WHAT YOU HAVE TO DO: Among the entries that follow, find every line with the word "format" and copy it.

THE RECORDS:
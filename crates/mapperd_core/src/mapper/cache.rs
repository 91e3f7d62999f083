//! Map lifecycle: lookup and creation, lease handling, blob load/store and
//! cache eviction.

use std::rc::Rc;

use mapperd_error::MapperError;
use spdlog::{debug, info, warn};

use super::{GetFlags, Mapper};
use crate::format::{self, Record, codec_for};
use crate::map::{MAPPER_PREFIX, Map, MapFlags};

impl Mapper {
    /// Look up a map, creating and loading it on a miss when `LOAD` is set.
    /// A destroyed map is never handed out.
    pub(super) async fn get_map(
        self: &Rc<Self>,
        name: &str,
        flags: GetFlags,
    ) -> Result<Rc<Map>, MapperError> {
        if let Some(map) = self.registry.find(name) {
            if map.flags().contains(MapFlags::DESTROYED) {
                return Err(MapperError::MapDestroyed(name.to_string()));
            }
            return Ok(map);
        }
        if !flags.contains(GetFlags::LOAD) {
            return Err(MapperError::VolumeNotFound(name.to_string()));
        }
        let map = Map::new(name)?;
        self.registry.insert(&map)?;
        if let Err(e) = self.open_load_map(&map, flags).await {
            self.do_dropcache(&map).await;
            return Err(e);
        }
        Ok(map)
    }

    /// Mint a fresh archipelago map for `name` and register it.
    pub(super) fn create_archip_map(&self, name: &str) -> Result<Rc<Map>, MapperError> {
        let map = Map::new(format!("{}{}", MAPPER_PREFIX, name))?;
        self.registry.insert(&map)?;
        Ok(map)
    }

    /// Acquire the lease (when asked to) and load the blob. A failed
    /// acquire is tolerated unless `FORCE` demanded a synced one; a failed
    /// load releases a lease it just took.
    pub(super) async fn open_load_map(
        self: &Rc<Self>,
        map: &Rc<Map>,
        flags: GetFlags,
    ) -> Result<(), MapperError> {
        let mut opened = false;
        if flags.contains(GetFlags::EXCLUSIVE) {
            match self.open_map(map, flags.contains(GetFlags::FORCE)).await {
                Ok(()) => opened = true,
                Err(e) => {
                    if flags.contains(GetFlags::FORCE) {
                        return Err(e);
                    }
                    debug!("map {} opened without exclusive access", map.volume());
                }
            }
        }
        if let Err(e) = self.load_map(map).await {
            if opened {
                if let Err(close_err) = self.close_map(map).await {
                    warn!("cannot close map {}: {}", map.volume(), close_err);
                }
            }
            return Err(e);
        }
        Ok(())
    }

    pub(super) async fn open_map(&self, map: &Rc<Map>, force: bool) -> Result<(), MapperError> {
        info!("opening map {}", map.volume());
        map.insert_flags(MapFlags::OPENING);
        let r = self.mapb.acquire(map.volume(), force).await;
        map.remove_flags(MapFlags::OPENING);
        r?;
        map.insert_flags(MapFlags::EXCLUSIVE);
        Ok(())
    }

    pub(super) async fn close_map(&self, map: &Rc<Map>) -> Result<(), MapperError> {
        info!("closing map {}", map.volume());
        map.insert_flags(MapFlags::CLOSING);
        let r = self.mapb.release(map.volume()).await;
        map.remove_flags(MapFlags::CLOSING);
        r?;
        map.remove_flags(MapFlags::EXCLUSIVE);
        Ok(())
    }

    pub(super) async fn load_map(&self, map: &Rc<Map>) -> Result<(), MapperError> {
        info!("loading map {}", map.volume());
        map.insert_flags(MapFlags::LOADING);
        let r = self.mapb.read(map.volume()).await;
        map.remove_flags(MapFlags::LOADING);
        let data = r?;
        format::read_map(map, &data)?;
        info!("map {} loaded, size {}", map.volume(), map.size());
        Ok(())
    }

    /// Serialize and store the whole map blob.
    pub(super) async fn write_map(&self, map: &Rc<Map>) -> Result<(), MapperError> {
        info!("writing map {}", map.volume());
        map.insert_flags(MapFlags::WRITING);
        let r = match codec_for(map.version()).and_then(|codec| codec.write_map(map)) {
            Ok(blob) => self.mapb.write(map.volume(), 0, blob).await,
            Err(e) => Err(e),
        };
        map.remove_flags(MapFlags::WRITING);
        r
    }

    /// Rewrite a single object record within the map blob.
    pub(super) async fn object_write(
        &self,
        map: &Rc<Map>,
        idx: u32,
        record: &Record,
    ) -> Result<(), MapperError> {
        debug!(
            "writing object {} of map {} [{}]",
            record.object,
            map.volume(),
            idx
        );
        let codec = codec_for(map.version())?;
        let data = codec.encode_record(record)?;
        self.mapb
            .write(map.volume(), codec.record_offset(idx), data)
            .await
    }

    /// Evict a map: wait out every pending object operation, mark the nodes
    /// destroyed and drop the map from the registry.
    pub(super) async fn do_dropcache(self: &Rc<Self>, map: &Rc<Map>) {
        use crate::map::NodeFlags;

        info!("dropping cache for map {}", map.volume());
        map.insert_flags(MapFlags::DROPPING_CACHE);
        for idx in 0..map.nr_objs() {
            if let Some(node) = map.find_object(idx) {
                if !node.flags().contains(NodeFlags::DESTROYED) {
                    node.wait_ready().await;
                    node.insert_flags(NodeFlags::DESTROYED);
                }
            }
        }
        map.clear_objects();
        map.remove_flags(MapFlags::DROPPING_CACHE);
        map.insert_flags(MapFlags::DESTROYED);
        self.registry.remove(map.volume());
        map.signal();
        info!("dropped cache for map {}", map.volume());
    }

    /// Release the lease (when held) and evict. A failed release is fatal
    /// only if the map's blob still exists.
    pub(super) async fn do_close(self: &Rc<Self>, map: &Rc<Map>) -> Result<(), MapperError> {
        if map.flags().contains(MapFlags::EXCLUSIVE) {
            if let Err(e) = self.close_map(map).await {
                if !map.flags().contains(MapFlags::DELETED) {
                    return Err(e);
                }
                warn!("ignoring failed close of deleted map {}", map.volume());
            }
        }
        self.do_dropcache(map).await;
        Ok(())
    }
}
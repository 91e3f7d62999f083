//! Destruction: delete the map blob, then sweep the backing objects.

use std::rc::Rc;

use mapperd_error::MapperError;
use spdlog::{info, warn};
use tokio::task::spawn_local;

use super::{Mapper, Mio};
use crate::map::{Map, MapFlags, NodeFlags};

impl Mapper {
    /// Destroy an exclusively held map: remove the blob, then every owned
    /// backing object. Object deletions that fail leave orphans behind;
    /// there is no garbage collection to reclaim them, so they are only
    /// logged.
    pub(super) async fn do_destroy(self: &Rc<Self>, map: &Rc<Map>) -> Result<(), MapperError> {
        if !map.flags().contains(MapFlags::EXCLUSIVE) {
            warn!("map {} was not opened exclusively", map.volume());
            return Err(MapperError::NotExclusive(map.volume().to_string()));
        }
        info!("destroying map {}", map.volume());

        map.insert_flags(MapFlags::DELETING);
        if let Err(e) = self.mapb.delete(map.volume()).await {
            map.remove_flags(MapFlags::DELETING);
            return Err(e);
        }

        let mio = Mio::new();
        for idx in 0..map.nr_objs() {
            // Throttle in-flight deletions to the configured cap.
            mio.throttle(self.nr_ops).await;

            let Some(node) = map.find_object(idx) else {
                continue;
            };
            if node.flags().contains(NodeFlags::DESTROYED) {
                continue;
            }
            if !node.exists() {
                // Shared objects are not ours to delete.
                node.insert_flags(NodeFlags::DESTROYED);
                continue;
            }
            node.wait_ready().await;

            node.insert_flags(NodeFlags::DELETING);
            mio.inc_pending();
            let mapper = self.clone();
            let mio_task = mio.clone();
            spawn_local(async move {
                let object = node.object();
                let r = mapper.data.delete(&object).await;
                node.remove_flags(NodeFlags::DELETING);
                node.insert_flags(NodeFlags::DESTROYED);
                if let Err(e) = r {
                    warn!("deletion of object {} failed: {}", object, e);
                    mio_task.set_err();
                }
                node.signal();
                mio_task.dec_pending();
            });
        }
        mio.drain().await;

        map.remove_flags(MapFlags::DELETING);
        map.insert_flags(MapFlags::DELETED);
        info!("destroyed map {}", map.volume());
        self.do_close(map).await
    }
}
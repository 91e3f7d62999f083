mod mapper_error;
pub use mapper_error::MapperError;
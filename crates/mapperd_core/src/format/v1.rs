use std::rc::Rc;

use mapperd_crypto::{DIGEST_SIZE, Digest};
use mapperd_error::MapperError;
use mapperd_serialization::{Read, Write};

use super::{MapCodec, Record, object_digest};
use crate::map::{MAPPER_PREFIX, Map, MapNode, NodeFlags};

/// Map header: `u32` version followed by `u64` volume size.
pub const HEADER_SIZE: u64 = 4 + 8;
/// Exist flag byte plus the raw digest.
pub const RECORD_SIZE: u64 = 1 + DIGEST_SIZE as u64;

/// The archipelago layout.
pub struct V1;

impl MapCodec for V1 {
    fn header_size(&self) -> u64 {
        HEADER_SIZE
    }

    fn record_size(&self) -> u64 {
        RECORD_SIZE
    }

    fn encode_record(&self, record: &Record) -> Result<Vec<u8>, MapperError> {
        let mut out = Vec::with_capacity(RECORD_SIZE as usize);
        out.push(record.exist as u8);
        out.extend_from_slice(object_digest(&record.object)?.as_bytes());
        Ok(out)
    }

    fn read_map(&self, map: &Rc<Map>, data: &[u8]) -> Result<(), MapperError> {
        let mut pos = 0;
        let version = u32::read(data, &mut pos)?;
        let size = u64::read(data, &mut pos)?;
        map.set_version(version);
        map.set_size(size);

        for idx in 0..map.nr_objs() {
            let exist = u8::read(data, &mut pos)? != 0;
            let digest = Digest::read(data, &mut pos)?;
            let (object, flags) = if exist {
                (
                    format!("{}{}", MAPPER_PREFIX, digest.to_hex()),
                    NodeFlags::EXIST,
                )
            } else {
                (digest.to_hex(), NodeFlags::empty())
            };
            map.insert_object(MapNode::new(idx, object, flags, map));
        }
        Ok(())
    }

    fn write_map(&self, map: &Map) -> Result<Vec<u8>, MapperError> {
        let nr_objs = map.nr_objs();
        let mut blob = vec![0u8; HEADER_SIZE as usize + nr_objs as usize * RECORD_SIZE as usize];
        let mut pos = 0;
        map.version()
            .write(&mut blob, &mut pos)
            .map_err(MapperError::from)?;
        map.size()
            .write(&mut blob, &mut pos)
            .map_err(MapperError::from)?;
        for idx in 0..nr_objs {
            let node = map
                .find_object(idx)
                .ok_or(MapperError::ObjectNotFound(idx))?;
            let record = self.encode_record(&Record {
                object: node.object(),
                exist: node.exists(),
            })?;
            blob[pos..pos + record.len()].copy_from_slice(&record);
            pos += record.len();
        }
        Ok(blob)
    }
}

EXERCISE SOLUTION:
use crate::format::{self, Record, codec_for};
        let map = Map::new(format!("{}{}", MAPPER_PREFIX, name))?;
        format::read_map(map, &data)?;
filename crates/mapperd_core/src/format/v1.rs
                    format!("{}{}", MAPPER_PREFIX, digest.to_hex()),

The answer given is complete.